[Recorded data — start]

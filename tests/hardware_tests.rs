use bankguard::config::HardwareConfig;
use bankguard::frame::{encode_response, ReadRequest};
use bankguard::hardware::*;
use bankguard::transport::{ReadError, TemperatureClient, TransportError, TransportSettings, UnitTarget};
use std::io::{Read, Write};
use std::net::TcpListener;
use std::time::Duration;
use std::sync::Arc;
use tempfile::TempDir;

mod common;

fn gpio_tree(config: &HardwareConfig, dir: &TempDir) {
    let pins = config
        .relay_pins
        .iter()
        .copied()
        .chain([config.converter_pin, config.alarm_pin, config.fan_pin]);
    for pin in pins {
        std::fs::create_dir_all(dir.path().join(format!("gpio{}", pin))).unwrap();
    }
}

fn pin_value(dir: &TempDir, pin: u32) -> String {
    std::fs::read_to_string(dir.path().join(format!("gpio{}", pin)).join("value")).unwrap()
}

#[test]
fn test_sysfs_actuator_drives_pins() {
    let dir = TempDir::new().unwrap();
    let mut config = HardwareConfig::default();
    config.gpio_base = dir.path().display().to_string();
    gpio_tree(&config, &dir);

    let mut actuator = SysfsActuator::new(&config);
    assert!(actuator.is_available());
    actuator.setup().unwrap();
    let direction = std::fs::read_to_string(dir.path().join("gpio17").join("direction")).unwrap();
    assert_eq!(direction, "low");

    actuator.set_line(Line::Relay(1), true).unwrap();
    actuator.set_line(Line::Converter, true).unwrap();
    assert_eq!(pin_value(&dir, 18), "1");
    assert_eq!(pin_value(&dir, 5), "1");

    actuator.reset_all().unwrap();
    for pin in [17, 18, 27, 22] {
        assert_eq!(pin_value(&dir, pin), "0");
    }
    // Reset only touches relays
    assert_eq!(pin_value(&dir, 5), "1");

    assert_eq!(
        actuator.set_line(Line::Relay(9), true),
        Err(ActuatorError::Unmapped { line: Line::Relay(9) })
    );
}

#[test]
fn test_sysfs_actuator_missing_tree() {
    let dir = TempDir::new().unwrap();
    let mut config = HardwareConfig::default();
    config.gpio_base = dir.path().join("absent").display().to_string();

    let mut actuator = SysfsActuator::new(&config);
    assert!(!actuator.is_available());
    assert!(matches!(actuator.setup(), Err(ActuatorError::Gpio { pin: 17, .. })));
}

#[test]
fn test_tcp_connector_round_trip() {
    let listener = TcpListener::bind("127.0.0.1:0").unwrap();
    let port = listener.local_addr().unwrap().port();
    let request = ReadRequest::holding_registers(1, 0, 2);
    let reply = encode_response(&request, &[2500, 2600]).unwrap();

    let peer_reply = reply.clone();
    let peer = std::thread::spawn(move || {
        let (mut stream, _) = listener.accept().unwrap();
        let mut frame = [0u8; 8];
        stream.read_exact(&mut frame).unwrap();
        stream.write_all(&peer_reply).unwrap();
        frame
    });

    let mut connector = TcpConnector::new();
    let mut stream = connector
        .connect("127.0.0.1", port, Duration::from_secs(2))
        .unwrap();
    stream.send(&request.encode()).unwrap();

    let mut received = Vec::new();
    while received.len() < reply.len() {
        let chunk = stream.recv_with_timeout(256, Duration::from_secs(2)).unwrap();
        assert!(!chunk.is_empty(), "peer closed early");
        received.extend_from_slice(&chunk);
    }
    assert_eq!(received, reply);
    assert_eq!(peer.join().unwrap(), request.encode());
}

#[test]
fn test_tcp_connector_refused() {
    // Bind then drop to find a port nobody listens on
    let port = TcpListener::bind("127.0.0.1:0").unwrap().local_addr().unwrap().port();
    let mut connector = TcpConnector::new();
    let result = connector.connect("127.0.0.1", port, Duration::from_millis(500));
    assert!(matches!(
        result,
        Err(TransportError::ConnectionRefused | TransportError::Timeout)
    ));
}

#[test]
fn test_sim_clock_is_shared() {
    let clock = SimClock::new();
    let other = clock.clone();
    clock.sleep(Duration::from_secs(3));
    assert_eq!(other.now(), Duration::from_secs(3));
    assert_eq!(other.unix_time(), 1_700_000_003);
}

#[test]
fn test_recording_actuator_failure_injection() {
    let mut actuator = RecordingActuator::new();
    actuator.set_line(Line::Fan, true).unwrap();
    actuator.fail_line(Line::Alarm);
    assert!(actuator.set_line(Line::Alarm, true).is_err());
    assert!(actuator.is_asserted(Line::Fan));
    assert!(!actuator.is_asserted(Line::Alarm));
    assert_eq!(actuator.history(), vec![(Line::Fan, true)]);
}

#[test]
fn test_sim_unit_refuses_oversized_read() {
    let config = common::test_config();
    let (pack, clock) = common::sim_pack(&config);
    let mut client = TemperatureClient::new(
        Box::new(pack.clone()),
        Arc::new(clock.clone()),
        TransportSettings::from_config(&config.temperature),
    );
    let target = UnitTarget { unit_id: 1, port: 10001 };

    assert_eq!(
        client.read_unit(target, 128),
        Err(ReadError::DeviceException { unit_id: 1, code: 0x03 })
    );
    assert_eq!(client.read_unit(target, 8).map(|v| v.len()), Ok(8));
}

[Recorded data — finish]
[Recorded data — start]

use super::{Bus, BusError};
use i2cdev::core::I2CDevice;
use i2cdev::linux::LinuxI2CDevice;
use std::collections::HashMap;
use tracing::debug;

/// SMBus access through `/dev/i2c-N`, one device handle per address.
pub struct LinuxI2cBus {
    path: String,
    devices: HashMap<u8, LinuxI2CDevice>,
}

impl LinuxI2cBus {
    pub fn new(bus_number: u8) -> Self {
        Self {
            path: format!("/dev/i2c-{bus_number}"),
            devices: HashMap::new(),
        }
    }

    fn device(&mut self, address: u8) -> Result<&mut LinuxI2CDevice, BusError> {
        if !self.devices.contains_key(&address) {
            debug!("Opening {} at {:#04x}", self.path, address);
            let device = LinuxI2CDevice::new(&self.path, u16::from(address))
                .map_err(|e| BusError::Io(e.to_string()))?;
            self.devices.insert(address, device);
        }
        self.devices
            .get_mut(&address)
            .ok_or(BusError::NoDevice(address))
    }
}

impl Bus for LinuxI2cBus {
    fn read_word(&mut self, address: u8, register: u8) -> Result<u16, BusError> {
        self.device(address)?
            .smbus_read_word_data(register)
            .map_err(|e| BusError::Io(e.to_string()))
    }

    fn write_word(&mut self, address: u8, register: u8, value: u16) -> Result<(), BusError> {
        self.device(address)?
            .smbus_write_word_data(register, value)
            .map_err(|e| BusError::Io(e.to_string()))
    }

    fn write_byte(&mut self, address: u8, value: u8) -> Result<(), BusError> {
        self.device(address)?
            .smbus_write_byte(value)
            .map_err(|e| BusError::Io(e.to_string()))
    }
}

[Recorded data — finish]

### Instructions for the task
Lines with "format" in them are what the answer must contain; copy each from the records above.

### Solution to this exercise
        std::fs::create_dir_all(dir.path().join(format!("gpio{}", pin))).unwrap();
    std::fs::read_to_string(dir.path().join(format!("gpio{}", pin)).join("value")).unwrap()
            path: format!("/dev/i2c-{bus_number}"),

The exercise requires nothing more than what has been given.